I feel liking is unimportant because it is based on things too complex to take seriously. From my own angle, I have a soft spot for music that is nostalgic and pleasant. Ravel's Pavane for a Dead Princess makes me feel the most emotion more than anything, but my mind is divided, and is often more interested by music I like less. That is my personal dilemma. 12 tone music is not also for me easy to like, but I find a lot of it fascinating.


----------



## janxharris (May 24, 2010)

Phil loves classical said:


> I feel liking is unimportant because it is based on things too complex to take seriously. From my own angle, I have a soft spot for music that is nostalgic and pleasant. Ravel's Pavane for a Dead Princess makes me feel the most emotion more than anything, but my mind is divided, and is often more interested by music I like less. That is my personal dilemma. 12 tone music is not also for me easy to like, but I find a lot of it fascinating.
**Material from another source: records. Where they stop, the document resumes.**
//! Node references and the kinds attached to pipeline nodes.

use serde::{Deserialize, Deserializer, Serialize, Serializer};
use std::fmt;
use std::str::FromStr;

/// A reference to a node of the combined dependency graph.
///
/// Actions and resource nodes live in separate namespaces, so an action and a
/// resource may share a name without clashing.
#[derive(Debug, Clone, PartialEq, Eq, Hash, PartialOrd, Ord)]
pub enum NodeRef {
    /// An action, addressed by its pipeline-unique name.
    Action(String),
    /// A resource node, addressed by its id.
    Resource(String),
}

impl NodeRef {
    /// Creates an action reference.
    #[must_use]
    pub fn action(name: impl Into<String>) -> Self {
        Self::Action(name.into())
    }

    /// Creates a resource reference.
    #[must_use]
    pub fn resource(id: impl Into<String>) -> Self {
        Self::Resource(id.into())
    }

    /// Returns the bare name or id.
    #[must_use]
    pub fn name(&self) -> &str {
        match self {
            Self::Action(name) | Self::Resource(name) => name,
        }
    }

    /// Returns true for action references.
    #[must_use]
    pub fn is_action(&self) -> bool {
        matches!(self, Self::Action(_))
    }
}

impl fmt::Display for NodeRef {
    fn fmt(&self, f: &mut fmt::Formatter<'_>) -> fmt::Result {
        match self {
            Self::Action(name) => write!(f, "action:{name}"),
            Self::Resource(id) => write!(f, "resource:{id}"),
        }
    }
}

impl FromStr for NodeRef {
    type Err = String;

    fn from_str(s: &str) -> Result<Self, Self::Err> {
        match s.split_once(':') {
            Some(("action", name)) if !name.is_empty() => Ok(Self::action(name)),
            Some(("resource", id)) if !id.is_empty() => Ok(Self::resource(id)),
            _ => Err(format!("invalid node reference '{s}'")),
        }
    }
}

impl Serialize for NodeRef {
    fn serialize<S: Serializer>(&self, serializer: S) -> Result<S::Ok, S::Error> {
        serializer.collect_str(self)
    }
}

impl<'de> Deserialize<'de> for NodeRef {
    fn deserialize<D: Deserializer<'de>>(deserializer: D) -> Result<Self, D::Error> {
        let raw = String::deserialize(deserializer)?;
        raw.parse().map_err(serde::de::Error::custom)
    }
}

/// The kind of work an action performs.
#[derive(Debug, Clone, Copy, PartialEq, Eq, Hash, Default, Serialize, Deserialize)]
#[serde(rename_all = "snake_case")]
pub enum ActionKind {
    /// Fetches source from a repository or object store.
    Source,
    /// Turns an input artifact into a build output.
    Build,
    /// Rolls an artifact out to a deployment target.
    Deploy,
    /// Anything else; must be bound to an explicit capability.
    #[default]
    Generic,
}

impl ActionKind {
    /// Returns the capability an action of this kind binds to by default.
    #[must_use]
    pub fn default_capability(self) -> Option<Capability> {
        match self {
            Self::Source => Some(Capability::SourceFetch),
            Self::Build => Some(Capability::Build),
            Self::Deploy => Some(Capability::Deploy),
            Self::Generic => None,
        }
    }
}

impl fmt::Display for ActionKind {
    fn fmt(&self, f: &mut fmt::Formatter<'_>) -> fmt::Result {
        match self {
            Self::Source => write!(f, "source"),
            Self::Build => write!(f, "build"),
            Self::Deploy => write!(f, "deploy"),
            Self::Generic => write!(f, "generic"),
        }
    }
}

/// External provider capability a node is executed by.
#[derive(Debug, Clone, Copy, PartialEq, Eq, Hash, PartialOrd, Ord, Serialize, Deserialize)]
#[serde(rename_all = "snake_case")]
pub enum Capability {
    /// `FetchSource(repositoryRef)`.
    SourceFetch,
    /// `RunBuild(buildRef, inputArtifact)`.
    Build,
    /// `WriteStorage(artifact, destinationKey)`.
    StoreWrite,
    /// `Deploy(targetRef, artifact, versionLabel)`.
    Deploy,
    /// Provisioning of resource nodes.
    Provision,
}

impl fmt::Display for Capability {
    fn fmt(&self, f: &mut fmt::Formatter<'_>) -> fmt::Result {
        match self {
            Self::SourceFetch => write!(f, "source_fetch"),
            Self::Build => write!(f, "build"),
            Self::StoreWrite => write!(f, "store_write"),
            Self::Deploy => write!(f, "deploy"),
            Self::Provision => write!(f, "provision"),
        }
    }
}

/// Rule deciding when a stage is complete enough to unblock the next one.
#[derive(Debug, Clone, Copy, PartialEq, Eq, Hash, Default, Serialize, Deserialize)]
#[serde(rename_all = "snake_case")]
pub enum BarrierPolicy {
    /// Every action must succeed.
    #[default]
    AllOf,
    /// At least one action must succeed (alternate sources).
    AnyOf,
}

impl fmt::Display for BarrierPolicy {
    fn fmt(&self, f: &mut fmt::Formatter<'_>) -> fmt::Result {
        match self {
            Self::AllOf => write!(f, "all_of"),
            Self::AnyOf => write!(f, "any_of"),
        }
    }
}

/// The kind of provisioned side effect a resource node stands for.
#[derive(Debug, Clone, Copy, PartialEq, Eq, Hash, Default, Serialize, Deserialize)]
#[serde(rename_all = "snake_case")]
pub enum ResourceKind {
    /// A source repository.
    Repository,
    /// An object storage bucket.
    Bucket,
    /// A build project definition.
    BuildProject,
    /// A write of objects into storage.
    StorageWrite,
    /// A hosted application.
    Application,
    /// A deployable application version.
    ApplicationVersion,
    /// A running environment of an application.
    Environment,
    /// Anything else.
    #[default]
    Generic,
}

#[cfg(test)]
mod tests {
    use super::*;

    #[test]
    fn test_node_ref_display_and_parse() {
        let node = NodeRef::action("Build");
        assert_eq!(node.to_string(), "action:Build");
        assert_eq!("resource:CodeBucket".parse::<NodeRef>(), Ok(NodeRef::resource("CodeBucket")));
        assert!("bucket:x".parse::<NodeRef>().is_err());
        assert!("action:".parse::<NodeRef>().is_err());
    }

    #[test]
    fn test_node_ref_serializes_as_string() {
        let json = serde_json::to_string(&NodeRef::resource("AppVersion")).unwrap();
        assert_eq!(json, r#""resource:AppVersion""#);

        let back: NodeRef = serde_json::from_str(&json).unwrap();
        assert_eq!(back, NodeRef::resource("AppVersion"));
    }

    #[test]
    fn test_action_kind_default_capability() {
        assert_eq!(ActionKind::Source.default_capability(), Some(Capability::SourceFetch));
        assert_eq!(ActionKind::Deploy.default_capability(), Some(Capability::Deploy));
        assert_eq!(ActionKind::Generic.default_capability(), None);
    }

    #[test]
    fn test_kinds_serialize_snake_case() {
        assert_eq!(serde_json::to_string(&Capability::StoreWrite).unwrap(), r#""store_write""#);
        assert_eq!(serde_json::to_string(&BarrierPolicy::AnyOf).unwrap(), r#""any_of""#);
        assert_eq!(
            serde_json::to_string(&ResourceKind::ApplicationVersion).unwrap(),
            r#""application_version""#
        );
    }
}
Indeed, Ravel's Pavane is an excellent piece.

I'm intrigued by this PLC - so the Webern 'Symphony', you like it or are just fascinated by it?


----------



## Phil loves classical (Feb 8, 2017)

janxharris said:


> Indeed, Ravel's Pavane is an excellent piece.
> 
> I'm intrigued by this PLC - so the Webern 'Symphony', you like it or are just fascinated by it?


Mainly fascinated. But after a while I liked it a bit, or some. But I prefer Prokofiev to Webern. Even Schoenberg in the end couldn't deny the power of tonality. Bernstein talked about it in one of his lectures. People thought he was a sell out when one of his last pieces was tonal.


----------



## janxharris (May 24, 2010)

Phil loves classical said:


> Mainly fascinated. But after a while I liked it a bit, or some. But I prefer Prokofiev to Webern. Even Schoenberg in the end couldn't deny the power of tonality. Bernstein talked about it in one of his lectures. People thought he was a sell out when one of his last pieces was tonal.
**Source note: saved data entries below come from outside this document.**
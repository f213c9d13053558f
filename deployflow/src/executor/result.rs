//! Run summary returned by the executor.

use crate::core::{
    ArtifactHandle, BarrierPolicy, NodeRef, NodeStatus, OverallStatus, ProvisionedResource,
    SkipReason, StageOutcome,
};
use crate::errors::LoadError;
use crate::pipeline::FailureRecord;
use chrono::{DateTime, Utc};
use serde::{Deserialize, Serialize};
use std::collections::BTreeMap;

/// Final state of one node.
#[derive(Debug, Clone, PartialEq, Eq, Serialize, Deserialize)]
#[serde(rename_all = "camelCase")]
pub struct NodeReport {
    /// The node.
    pub node_id: NodeRef,
    /// Terminal status.
    pub status: NodeStatus,
    /// Attempts made; zero for skipped nodes.
    pub attempt: u32,
    /// Error of the last attempt.
    #[serde(default, skip_serializing_if = "Option::is_none")]
    pub error: Option<String>,
    /// Why the node was skipped.
    #[serde(default, skip_serializing_if = "Option::is_none")]
    pub skip_reason: Option<SkipReason>,
    /// When the node started running.
    #[serde(default, skip_serializing_if = "Option::is_none")]
    pub started_at: Option<DateTime<Utc>>,
    /// When the node reached its terminal status.
    #[serde(default, skip_serializing_if = "Option::is_none")]
    pub finished_at: Option<DateTime<Utc>>,
}

/// Nodes of one plan batch.
#[derive(Debug, Clone, PartialEq, Eq, Serialize, Deserialize)]
#[serde(rename_all = "camelCase")]
pub struct BatchReport {
    /// Batch index.
    pub index: usize,
    /// Node reports in batch order.
    pub nodes: Vec<NodeReport>,
}

/// Resolved outcome of one stage.
#[derive(Debug, Clone, PartialEq, Eq, Serialize, Deserialize)]
#[serde(rename_all = "camelCase")]
pub struct StageReport {
    /// Stage name.
    pub name: String,
    /// Barrier policy of the stage.
    pub barrier: BarrierPolicy,
    /// Resolved outcome.
    pub outcome: StageOutcome,
}

/// Summary of a pipeline run, serialisable for audit and replay.
#[derive(Debug, Clone, PartialEq, Eq, Serialize, Deserialize)]
#[serde(rename_all = "camelCase")]
pub struct RunResult {
    /// Pipeline name.
    pub pipeline_id: String,
    /// Unique id of this run.
    pub run_id: String,
    /// Fingerprint of the executed plan.
    pub plan_fingerprint: String,
    /// When the run started.
    pub started_at: DateTime<Utc>,
    /// When the run finished.
    pub finished_at: DateTime<Utc>,
    /// Per-batch node reports.
    pub batches: Vec<BatchReport>,
    /// Per-stage outcomes in pipeline order.
    pub stages: Vec<StageReport>,
    /// Overall status.
    pub overall_status: OverallStatus,
    /// First fatal failure, if any.
    #[serde(default, skip_serializing_if = "Option::is_none")]
    pub first_failure: Option<FailureRecord>,
    /// Failures tolerated by any-of stages.
    #[serde(default, skip_serializing_if = "Vec::is_empty")]
    pub absorbed_failures: Vec<FailureRecord>,
    /// Whether cancellation was requested during the run.
    pub cancelled: bool,
    /// Runtime handles of every produced artifact.
    #[serde(default, skip_serializing_if = "BTreeMap::is_empty")]
    pub artifacts: BTreeMap<String, ArtifactHandle>,
    /// Provisioned reference of every resource created during the run.
    #[serde(default, skip_serializing_if = "BTreeMap::is_empty")]
    pub resources: BTreeMap<String, ProvisionedResource>,
}

impl RunResult {
    /// Report of a node.
    #[must_use]
    pub fn node(&self, node: &NodeRef) -> Option<&NodeReport> {
        self.batches
            .iter()
            .flat_map(|b| b.nodes.iter())
            .find(|n| &n.node_id == node)
    }

    /// Status of a node.
    #[must_use]
    pub fn status_of(&self, node: &NodeRef) -> Option<NodeStatus> {
        self.node(node).map(|n| n.status)
    }

    /// Outcome of a stage.
    #[must_use]
    pub fn stage(&self, name: &str) -> Option<StageOutcome> {
        self.stages.iter().find(|s| s.name == name).map(|s| s.outcome)
    }

    /// Every node report in plan order.
    pub fn nodes(&self) -> impl Iterator<Item = &NodeReport> {
        self.batches.iter().flat_map(|b| b.nodes.iter())
    }

    /// Returns true if every node succeeded.
    #[must_use]
    pub fn is_success(&self) -> bool {
        self.overall_status == OverallStatus::Succeeded
    }

    /// Run duration in milliseconds.
    #[must_use]
    pub fn duration_ms(&self) -> i64 {
        (self.finished_at - self.started_at).num_milliseconds()
    }

    /// Serialises the result as pretty JSON.
    ///
    /// # Errors
    ///
    /// Returns [`LoadError::Json`] if serialisation fails.
    pub fn to_json(&self) -> Result<String, LoadError> {
        Ok(serde_json::to_string_pretty(self)?)
    }

    /// Parses a result previously written by [`RunResult::to_json`].
    ///
    /// # Errors
    ///
    /// Returns [`LoadError::Json`] on malformed input.
    pub fn from_json(content: &str) -> Result<Self, LoadError> {
        Ok(serde_json::from_str(content)?)
    }
}

/// Overall status from the run's failure facts.
///
/// A fatal failure wins over cancellation, which wins over absorbed failures.
#[must_use]
pub fn overall_status(has_fatal: bool, cancelled: bool, any_failure: bool) -> OverallStatus {
    if has_fatal {
        OverallStatus::Failed
    } else if cancelled {
        OverallStatus::Cancelled
    } else if any_failure {
        OverallStatus::PartiallyFailed
    } else {
        OverallStatus::Succeeded
    }
}

#[cfg(test)]
mod tests {
    use super::*;
    use pretty_assertions::assert_eq;

    fn sample() -> RunResult {
        let now = Utc::now();
        RunResult {
            pipeline_id: "py-pipe".into(),
            run_id: "run-1".into(),
            plan_fingerprint: "abc".into(),
            started_at: now,
            finished_at: now,
            batches: vec![
                BatchReport {
                    index: 0,
                    nodes: vec![NodeReport {
                        node_id: NodeRef::action("Build"),
                        status: NodeStatus::Failed,
                        attempt: 3,
                        error: Some("build call failed: boom".into()),
                        skip_reason: None,
                        started_at: Some(now),
                        finished_at: Some(now),
                    }],
                },
                BatchReport {
                    index: 1,
                    nodes: vec![NodeReport {
                        node_id: NodeRef::action("Deploy"),
                        status: NodeStatus::Skipped,
                        attempt: 0,
                        error: None,
                        skip_reason: Some(SkipReason::UpstreamFailed {
                            node: NodeRef::action("Build"),
                        }),
                        started_at: None,
                        finished_at: Some(now),
                    }],
                },
            ],
            stages: vec![StageReport {
                name: "Build".into(),
                barrier: BarrierPolicy::AllOf,
                outcome: StageOutcome::Failed,
            }],
            overall_status: OverallStatus::Failed,
            first_failure: Some(FailureRecord::new(NodeRef::action("Build"), "boom", 3)),
            absorbed_failures: Vec::new(),
            cancelled: false,
            artifacts: BTreeMap::new(),
            resources: BTreeMap::new(),
        }
    }

    #[test]
    fn test_json_round_trip() {
        let result = sample();
        let json = result.to_json().unwrap();
        assert_eq!(RunResult::from_json(&json).unwrap(), result);
    }

    #[test]
    fn test_serialized_shape() {
        let value = serde_json::to_value(sample()).unwrap();
        assert_eq!(value["pipelineId"], "py-pipe");
        assert_eq!(value["overallStatus"], "failed");
        assert_eq!(value["batches"][0]["nodes"][0]["nodeId"], "action:Build");
        assert_eq!(value["batches"][0]["nodes"][0]["attempt"], 3);
        assert_eq!(value["batches"][1]["nodes"][0]["skipReason"]["reason"], "upstream_failed");
        assert!(value.get("absorbedFailures").is_none());
        assert!(value.get("resources").is_none());
    }

    #[test]
    fn test_provisioned_resources_serialized() {
        let mut result = sample();
        result
            .resources
            .insert("Bucket".into(), ProvisionedResource::new("arn:aws:s3:::bucket"));

        let value = serde_json::to_value(&result).unwrap();
        assert_eq!(value["resources"]["Bucket"]["physical_id"], "arn:aws:s3:::bucket");
        assert_eq!(RunResult::from_json(&result.to_json().unwrap()).unwrap(), result);
    }

    #[test]
    fn test_lookups() {
        let result = sample();
        assert_eq!(result.status_of(&NodeRef::action("Deploy")), Some(NodeStatus::Skipped));
        assert_eq!(result.stage("Build"), Some(StageOutcome::Failed));
        assert_eq!(result.nodes().count(), 2);
        assert!(!result.is_success());
        assert_eq!(result.duration_ms(), 0);
    }

    #[test]
    fn test_overall_status_precedence() {
        assert_eq!(overall_status(true, true, true), OverallStatus::Failed);
        assert_eq!(overall_status(false, true, true), OverallStatus::Cancelled);
        assert_eq!(overall_status(false, false, true), OverallStatus::PartiallyFailed);
        assert_eq!(overall_status(false, false, false), OverallStatus::Succeeded);
    }
}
I've always assumed that we are only fascinated by pieces that we really enjoy; yet, you say that such is 'too complex to take seriously'.

I'm rather baffled PLC.

I hope you don't mind me pressing you - I'm genuinely interested in what you have to say


----------



## Phil loves classical (Feb 8, 2017)

janxharris said:


> I've always assumed that we are only fascinated by pieces that we really enjoy; yet, you say that such is 'too complex to take seriously'.
> 
> I'm rather baffled PLC.
> 
> I hope you don't mind me pressing you - I'm genuinely interested in what you have to say


What does PLC mean, anyway? Couldn't find it in the urban dictionary  I mean us not liking some music doesn't mean that it doesn't have value. I think music that is more interesting is better than well-liked, in a more objective sense. Of course "interesting" can be relative also.


----------



## janxharris (May 24, 2010)

Phil loves classical said:


> What does PLC mean, anyway? Couldn't find it in the urban dictionary  I mean us not liking some music doesn't mean that it doesn't have value. I think music that is more interesting is better than well-liked, in a more objective sense. Of course "interesting" can be relative also.


Sorry:
PLC=Phil loves classical

I see, you can appreciate what seems well constructed music even if it's not quite your thing aesthetically speaking.